Saved entries
———
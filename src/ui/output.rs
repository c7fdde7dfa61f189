//! Output verbosity.

use serde::{Deserialize, Serialize};
use std::str::FromStr;

/// Output verbosity mode.
#[derive(Debug, Clone, Copy, PartialEq, Eq, Default, Serialize, Deserialize)]
#[serde(rename_all = "lowercase")]
pub enum OutputMode {
    /// Show everything, including step log lines.
    Verbose,
    /// Show progress and status only.
    #[default]
    Normal,
    /// Show minimal output (spinners + final status).
    Quiet,
    /// Show nothing except errors.
    Silent,
}

impl FromStr for OutputMode {
    type Err = String;

    fn from_str(s: &str) -> Result<Self, Self::Err> {
        match s.to_lowercase().as_str() {
            "verbose" => Ok(Self::Verbose),
            "normal" => Ok(Self::Normal),
            "quiet" => Ok(Self::Quiet),
            "silent" => Ok(Self::Silent),
            _ => Err(format!("unknown output mode: {}", s)),
        }
    }
}

impl OutputMode {
    /// Resolve the mode from CLI flags, falling back to the configured one.
    pub fn from_flags(verbose: bool, quiet: bool, configured: OutputMode) -> Self {
        if verbose {
            Self::Verbose
        } else if quiet {
            Self::Quiet
        } else {
            configured
        }
    }

    /// Check if this mode shows step log lines.
    pub fn shows_logs(&self) -> bool {
        matches!(self, Self::Verbose)
    }

    /// Check if this mode shows progress spinners.
    pub fn shows_spinners(&self) -> bool {
        matches!(self, Self::Verbose | Self::Normal | Self::Quiet)
    }

    /// Check if this mode shows status messages.
    pub fn shows_status(&self) -> bool {
        !matches!(self, Self::Silent)
    }
}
———
▸ Problem details: Using the records above, report each line that contains the word "bool" by copying it.

▸ Exercise output:
    pub fn from_flags(verbose: bool, quiet: bool, configured: OutputMode) -> Self {
    pub fn shows_logs(&self) -> bool {
    pub fn shows_spinners(&self) -> bool {
    pub fn shows_status(&self) -> bool {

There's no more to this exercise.